ABRUPTO

23.6.05


LEMBRANÇA A TEMPO POR CAUSA DO TEMPO

Uma pequena lembrança aos liberais: faz parte da força de uma sociedade livre e activa, como a que os liberais desejam construir, ter... greves. O conflito social não é um fim em si, mas um instrumento legítimo de defesa de interesses, por mais corporativos e egoístas que eles sejam, sem o qual as sociedades deixam de ser democráticas.

Segunda nota: não há greves eficazes sem dor, sem prejuízo, sem vítimas. Faz parte mesmo da possibilidade de eficácia de uma greve, que é o que uma greve pretende. A ideia que as greves só podem existir quando são apenas simbólicas, coloca efectivamente em causa o direito à greve. É natural por isso que os sindicatos as tentem realizar quando atingem ou mais pessoas, ou interesses de grupos, que possam levar governos ou empresas a recuar. O prejuízo social de uma greve – aos “utentes” dos transportes, aos alunos que vão fazer exames, etc – pode e deve ser discutido e utilizado no debate público contra os grevistas, mas não pode ser argumento contra a erosão do direito à greve. A distinção é importante. (*)

A sociedade protege o interesse geral estipulando os “serviços mínimos” que são vitais para o seu funcionamento regular. Mas “mínimos” significa sempre “mínimos”, e o terreno desse mínimo é o que atribuo às funções mínimas do estado: segurança dos cidadãos, defesa nacional, funcionamento regular dos corpos de emergência nos hospitais, bombeiros, etc. Fora disso, os “mínimos” já são máximos. Não tem sentido ser liberal quanto ao Estado e depois entender os “serviços mínimos”, que este tem que garantir numa greve, com uma latitude de obrigações típica de um Estado socialista, ou seja, tudo.

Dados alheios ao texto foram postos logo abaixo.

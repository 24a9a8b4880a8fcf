mod common;

use common::{Call, Recorder, TICK};
use configurator_core::*;
use std::rc::Rc;
use std::time::Duration;

fn make() -> (UiCoordinator, AccessoryCoordinator, Rc<Recorder>) {
    let rec = Recorder::new();
    let hosts = rec.hosts();
    let config = ConfiguratorConfig::default();
    let ui = UiCoordinator::new(config.ui, &hosts);
    let acc = AccessoryCoordinator::new(config.variants, hosts.visibility.clone());
    (ui, acc, rec)
}

#[test]
fn both_toggle_excludes_individuals() {
    let mut g = ToggleGroup::default();
    g.set(AttachmentToggle::Primary, true);
    g.set(AttachmentToggle::Secondary, true);
    assert!(g.primary && g.secondary && !g.both);

    g.set(AttachmentToggle::Both, true);
    assert_eq!(
        g,
        ToggleGroup {
            primary: false,
            secondary: false,
            both: true
        }
    );

    g.set(AttachmentToggle::Secondary, true);
    assert_eq!(
        g,
        ToggleGroup {
            primary: false,
            secondary: true,
            both: false
        }
    );

    g.set(AttachmentToggle::Secondary, false);
    assert_eq!(g, ToggleGroup::default());
}

#[test]
fn toggles_drive_attachment_visibility() {
    let (mut ui, mut acc, rec) = make();
    assert!(!rec.is_visible("mic_boom"));
    assert!(!rec.is_visible("cable_coil"));

    ui.handle(UiCommand::SetToggle(AttachmentToggle::Both, true), &mut acc);
    assert!(rec.is_visible("mic_boom"));
    assert!(rec.is_visible("cable_coil"));

    ui.handle(UiCommand::SetToggle(AttachmentToggle::Primary, true), &mut acc);
    assert!(rec.is_visible("mic_boom"));
    assert!(!rec.is_visible("cable_coil"));
    assert!(!ui.state().toggles.both);
    assert_eq!(
        ui.drain_events(),
        vec![
            UiEvent::ToggleChanged(AttachmentToggle::Both, true),
            UiEvent::ToggleChanged(AttachmentToggle::Primary, true),
        ]
    );
}

#[test]
fn inactive_ui_ignores_every_command() {
    let (mut ui, mut acc, rec) = make();
    ui.set_ui_active(false);
    rec.clear();
    assert!(!ui.handle(UiCommand::SelectAccessory(AccessoryVariant::Nature), &mut acc));
    assert!(!ui.handle(UiCommand::SetToggle(AttachmentToggle::Both, true), &mut acc));
    assert!(!ui.handle(UiCommand::OpenCheckout, &mut acc));
    assert!(!ui.handle(UiCommand::OpenArView, &mut acc));
    assert!(rec.calls().is_empty());
    assert!(!acc.is_swapping());
    assert!(ui.drain_events().is_empty());
}

#[test]
fn select_starts_an_animated_swap() {
    let (mut ui, mut acc, rec) = make();
    assert!(ui.handle(UiCommand::SelectAccessory(AccessoryVariant::Valkyrie), &mut acc));
    assert!(acc.is_swapping());
    assert!(rec
        .calls()
        .contains(&Call::Pulse(Widget::Accessory(AccessoryVariant::Valkyrie))));
    // A second selection during the swap is dropped.
    assert!(!ui.handle(UiCommand::SelectAccessory(AccessoryVariant::Nature), &mut acc));
    assert_eq!(
        ui.drain_events(),
        vec![UiEvent::AccessoryRequested(AccessoryVariant::Valkyrie)]
    );
}

#[test]
fn sync_accessory_moves_selection_highlight() {
    let (mut ui, _acc, rec) = make();
    rec.clear();
    ui.sync_accessory(AccessoryVariant::Werewolf);
    assert_eq!(
        ui.state().current_accessory_selection,
        AccessoryVariant::Werewolf
    );
    assert_eq!(
        rec.calls(),
        vec![
            Call::Selected(AccessoryVariant::Default, false),
            Call::Selected(AccessoryVariant::Werewolf, true),
        ]
    );
}

#[test]
fn checkout_shows_loading_then_opens_url() {
    let (mut ui, mut acc, rec) = make();
    assert!(ui.handle(UiCommand::OpenCheckout, &mut acc));
    assert!(ui.is_navigating());
    assert!(rec.calls().contains(&Call::Loading(true)));
    // a second navigation while loading is ignored
    assert!(!ui.handle(UiCommand::OpenArView, &mut acc));

    ui.advance(Duration::from_millis(900));
    assert_eq!(rec.count(|c| matches!(c, Call::Open(_))), 0);

    ui.advance(Duration::from_millis(100));
    assert!(!ui.is_navigating());
    let calls = rec.calls();
    assert!(calls.contains(&Call::Loading(false)));
    assert!(calls.contains(&Call::Open(CHECKOUT_URL.into())));
    assert_eq!(
        ui.drain_events(),
        vec![
            UiEvent::NavigationStarted(Destination::Checkout),
            UiEvent::NavigationOpened(Destination::Checkout),
        ]
    );
}

#[test]
fn ar_view_opens_its_own_url() {
    let (mut ui, mut acc, rec) = make();
    ui.handle(UiCommand::OpenArView, &mut acc);
    for _ in 0..60 {
        ui.advance(TICK);
    }
    assert!(rec.calls().contains(&Call::Open(AR_VIEW_URL.into())));
}

#[test]
fn interactable_tracks_activity_and_swaps() {
    let (mut ui, _acc, rec) = make();
    rec.clear();
    ui.refresh_interactable(false);
    assert!(rec.calls().is_empty());

    ui.refresh_interactable(true);
    assert!(!ui.is_interactable());
    ui.refresh_interactable(false);
    assert!(ui.is_interactable());
    ui.set_ui_active(false);
    ui.refresh_interactable(false);
    assert!(!ui.is_interactable());
    assert_eq!(
        rec.calls(),
        vec![
            Call::Interactable(false),
            Call::Interactable(true),
            Call::Interactable(false),
        ]
    );
}

#[test]
fn flip_command_inverts_current_toggle() {
    let (mut ui, mut acc, _rec) = make();
    assert_eq!(
        ui.flip_command(AttachmentToggle::Both),
        UiCommand::SetToggle(AttachmentToggle::Both, true)
    );
    ui.handle(ui.flip_command(AttachmentToggle::Both), &mut acc);
    assert_eq!(
        ui.flip_command(AttachmentToggle::Both),
        UiCommand::SetToggle(AttachmentToggle::Both, false)
    );
}
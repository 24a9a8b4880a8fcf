//! Per-tick input snapshot and key bindings.

use crate::accessory::AccessoryVariant;
use crate::ui::{AttachmentToggle, UiCommand};
use glam::Vec3;
use smallvec::SmallVec;

#[derive(Clone, Copy, Debug, PartialEq)]
pub struct Ray {
    pub origin: Vec3,
    pub dir: Vec3,
}

impl Ray {
    pub fn new(origin: Vec3, dir: Vec3) -> Self {
        Self {
            origin,
            dir: dir.normalize_or_zero(),
        }
    }
}

/// Distance along the ray to the first hit with a sphere, if any.
#[inline]
pub fn ray_sphere(ray_origin: Vec3, ray_dir: Vec3, center: Vec3, radius: f32) -> Option<f32> {
    let oc = ray_origin - center;
    let b = oc.dot(ray_dir);
    let c = oc.dot(oc) - radius * radius;
    let disc = b * b - c;
    if disc < 0.0 {
        return None;
    }
    let t = -b - disc.sqrt();
    (t >= 0.0).then_some(t)
}

#[derive(Clone, Copy, Debug, PartialEq, Eq, Hash)]
pub enum KeyCode {
    Digit1,
    Digit2,
    Digit3,
    Digit4,
    Q,
    W,
    E,
    C,
    V,
    Escape,
    Backspace,
    F3,
    F4,
}

/// What a bound key does.
#[derive(Clone, Copy, Debug, PartialEq, Eq)]
pub enum Shortcut {
    Ui(UiCommand),
    FlipToggle(AttachmentToggle),
    TogglePause,
    ToggleDebug,
    TogglePerfStats,
    StopInteractions,
}

pub fn shortcut_for(key: KeyCode) -> Option<Shortcut> {
    let select = |v| Some(Shortcut::Ui(UiCommand::SelectAccessory(v)));
    match key {
        KeyCode::Digit1 => select(AccessoryVariant::Default),
        KeyCode::Digit2 => select(AccessoryVariant::Nature),
        KeyCode::Digit3 => select(AccessoryVariant::Valkyrie),
        KeyCode::Digit4 => select(AccessoryVariant::Werewolf),
        KeyCode::Q => Some(Shortcut::FlipToggle(AttachmentToggle::Primary)),
        KeyCode::W => Some(Shortcut::FlipToggle(AttachmentToggle::Secondary)),
        KeyCode::E => Some(Shortcut::FlipToggle(AttachmentToggle::Both)),
        KeyCode::C => Some(Shortcut::Ui(UiCommand::OpenCheckout)),
        KeyCode::V => Some(Shortcut::Ui(UiCommand::OpenArView)),
        KeyCode::Escape => Some(Shortcut::TogglePause),
        KeyCode::F3 => Some(Shortcut::ToggleDebug),
        KeyCode::F4 => Some(Shortcut::TogglePerfStats),
        KeyCode::Backspace => Some(Shortcut::StopInteractions),
    }
}

/// Everything the host sampled for one tick.
#[derive(Clone, Debug, Default)]
pub struct InputFrame {
    /// World-space ray under the pointer; `None` when the pointer is off the canvas.
    pub pointer_ray: Option<Ray>,
    pub viewer: Vec3,
    /// Primary button (or tap) went down this tick.
    pub primary_pressed: bool,
    pub keys: SmallVec<[KeyCode; 4]>,
    /// Widget clicks collected since the last tick.
    pub commands: Vec<UiCommand>,
}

Lembrá-lo não significa estar de acordo nem com os objectivos das greves, nem com a actuação dos sindicatos, muito menos com os dos professores, dos primeiros responsáveis pela situação da nossa educação. Mas isso é outra coisa diferente. Nem sequer significa desacordo com a posição do governo quanto aos objectivos do seu programa que suscitaram a greve.

Só me preocupa que se deite fora o menino com a água do banho e, desde há muito, que a experiência dos socialistas mostra que mudam de políticas 180º, quando lhes convém, passando do maior laxismo para um autoritarismo (**) favorecido pela complacência da oposição (e o acordo silencioso em muitos casos) e pela falta de debate público substituído por modas – e a moda agora é deslegitimar os conflitos sociais.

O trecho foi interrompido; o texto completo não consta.